Poor financial decisions can significantly impact your quality of life. Planning for your financial future is important, but many people make mistakes during the planning process that prevent them from reaching their financial goals.
Here are three common mistakes made during the financial planning process, and some simple ways that you can avoid them in the future.
1. Waiting to make a financial plan.
While many people associate financial planning with retirement, it's never too early to begin planning for your financial future. Taking the time to meet with a certified financial planner while going through any major life change (college graduation, marriage, career change, etc.) can help ensure that you are prepared to tackle the next phase of your life.
Short-term financial planning can help you begin saving for your children's educations, while long-term planning can help you begin to prepare for retirement. An experienced financial planner will be able to help you create an investment strategy that will maximize profitability, but only if you get started with the planning process as quickly as possible.
2. Contributing too little to retirement accounts.
It may seem like a sacrifice to contribute a portion of your paycheck to your retirement accounts each pay period, but these sacrifices in the short-term can pay off when it's time for you to retire. In order to determine how much you should contribute to your 401k (or other retirement savings account), ask your employer if they match employee contributions.

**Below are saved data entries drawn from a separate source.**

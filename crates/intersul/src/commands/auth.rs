//! Login, logout and whoami.

use std::io::Write;

use anyhow::Result;
use clap::Args;
use console::Style;
use serde::Serialize;

use intersul_forms::schemas;
use intersul_types::{LoginRequest, User};

use super::{Context, Form, field, header, success};

/// Arguments for the login command.
#[derive(Args, Debug)]
pub struct LoginArgs {
    /// Account email (prompted when omitted)
    #[arg(short, long)]
    pub email: Option<String>,
}

#[derive(Debug, Serialize)]
struct WhoamiOutput<'a> {
    authenticated: bool,
    user: Option<&'a User>,
    server: &'a str,
}

pub async fn login(args: LoginArgs, ctx: &Context) -> Result<()> {
    let email = match args.email {
        Some(email) => email,
        None => {
            print!("Email: ");
            std::io::stdout().flush()?;
            let mut input = String::new();
            std::io::stdin().read_line(&mut input)?;
            input.trim().to_string()
        }
    };
    let password = rpassword::prompt_password("Password: ")?;

    let request: LoginRequest = Form::new()
        .set("email", email)
        .set("password", password)
        .validate(&schemas::login())?;

    let response = ctx.app.auth().login(&request).await?;

    if ctx.json_output {
        return ctx.print_json(&response.user);
    }
    match response.user {
        Some(user) if ctx.app.session().snapshot().is_authenticated => {
            success(format!("Signed in as {} ({})", user.name, user.role));
        }
        _ => {
            let yellow = Style::new().yellow();
            println!(
                "{} The server accepted the credentials but returned no session.",
                yellow.apply_to("!")
            );
        }
    }
    Ok(())
}

pub async fn logout(ctx: &Context) -> Result<()> {
    let was_signed_in = ctx.app.session().snapshot().is_authenticated;
    ctx.app.auth().logout().await?;

    if ctx.json_output {
        return ctx.print_json(&serde_json::json!({ "signed_out": was_signed_in }));
    }
    if was_signed_in {
        success("Signed out");
    } else {
        println!("{}", Style::new().dim().apply_to("Not signed in"));
    }
    Ok(())
}

pub async fn whoami(ctx: &Context) -> Result<()> {
    let session = ctx.app.session().snapshot();
    let server = ctx.app.client().base_url().as_str();

    if ctx.json_output {
        return ctx.print_json(&WhoamiOutput {
            authenticated: session.is_authenticated,
            user: session.user.as_ref(),
            server,
        });
    }

    let Some(user) = &session.user else {
        let dim = Style::new().dim();
        println!("{}", dim.apply_to("Not signed in. Run `intersul login`."));
        return Ok(());
    };

    header("Signed-in User");
    field("Name", &user.name);
    field("Email", &user.email);
    field("Role", user.role);
    if let Some(sector) = &user.sector {
        field("Sector", sector);
    }
    field("Server", server);

    let mut permissions = Vec::new();
    if session.can_manage_users() {
        permissions.push("users");
    }
    if session.can_manage_services() {
        permissions.push("services");
    }
    if session.can_view_reports() {
        permissions.push("reports");
    }
    if !permissions.is_empty() {
        field("Manages", permissions.join(", "));
    }
    Ok(())
}
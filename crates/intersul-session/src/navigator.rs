//! Navigation seam.
//!
//! Library code never decides how a page change happens; it asks a
//! [`Navigator`]. A terminal front end prints a hint, a test records the path.

use parking_lot::Mutex;

/// Performs navigation to an application path such as `/login`.
pub trait Navigator: Send + Sync {
    fn navigate(&self, path: &str);
}

/// Navigator that remembers every request.
#[derive(Debug, Default)]
pub struct RecordingNavigator {
    paths: Mutex<Vec<String>>,
}

impl RecordingNavigator {
    pub fn new() -> Self {
        Self::default()
    }

    /// Paths navigated to, oldest first.
    pub fn paths(&self) -> Vec<String> {
        self.paths.lock().clone()
    }

    pub fn count(&self, path: &str) -> usize {
        self.paths.lock().iter().filter(|p| *p == path).count()
    }
}

impl Navigator for RecordingNavigator {
    fn navigate(&self, path: &str) {
        self.paths.lock().push(path.to_string());
    }
}

#[cfg(test)]
mod tests {
    use super::*;

    #[test]
    fn test_records_paths() {
        let nav = RecordingNavigator::new();
        nav.navigate("/login");
        nav.navigate("/clients");
        nav.navigate("/login");

        assert_eq!(nav.paths(), vec!["/login", "/clients", "/login"]);
        assert_eq!(nav.count("/login"), 2);
    }
}
//! Structural form validation.
//!
//! Forms are checked synchronously against a declarative [`Schema`]; failures
//! come back as [`FieldErrors`] keyed by dotted field path, ready to show
//! next to the offending inputs.
//!
//! ```rust
//! use intersul_forms::{schemas, validate};
//! use serde_json::json;
//!
//! let errors = validate::<serde_json::Value>(
//!     &schemas::register(),
//!     &json!({
//!         "name": "Ana",
//!         "email": "ana@intersul.com.br",
//!         "password": "secret1",
//!         "confirm_password": "secret2"
//!     }),
//! )
//! .unwrap_err();
//! assert_eq!(errors.get("confirm_password"), Some("Passwords don't match"));
//! ```

mod error;
mod schema;
pub mod schemas;

pub use error::{FieldErrors, Validated};
pub use schema::{Field, REQUIRED_MESSAGE, Schema, validate};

Many employers will match contributions up to a certain percentage. If your employer offers this benefit, take advantage of it by contributing at least the maximum amount that your employer will match. This helps you double the size of your retirement account while only paying for half out of your own pocket.
3. Borrowing for consumer purchases.
Many of the luxury items that consumers want to have in their homes can be costly. If you want a new television, tablet, or cell phone, you may be tempted to charge these items to a credit card. While credit cards can be a valuable tool in helping you establish a good credit rating, they can quickly block your ability to meet other financial goals if not managed correctly.
Rather than borrowing on a credit card to make consumer purchases, limit your charges to amounts that can be paid in full each month. You may have to save for a few months in order to afford the latest gadgets, but your financial plan for the future will remain uncompromised.
Taking care to avoid some financial planning mistakes like waiting to meet with a professional planner, limiting retirement contributions, and racking up credit card debt will help you more effectively create a successful financial plan in the future.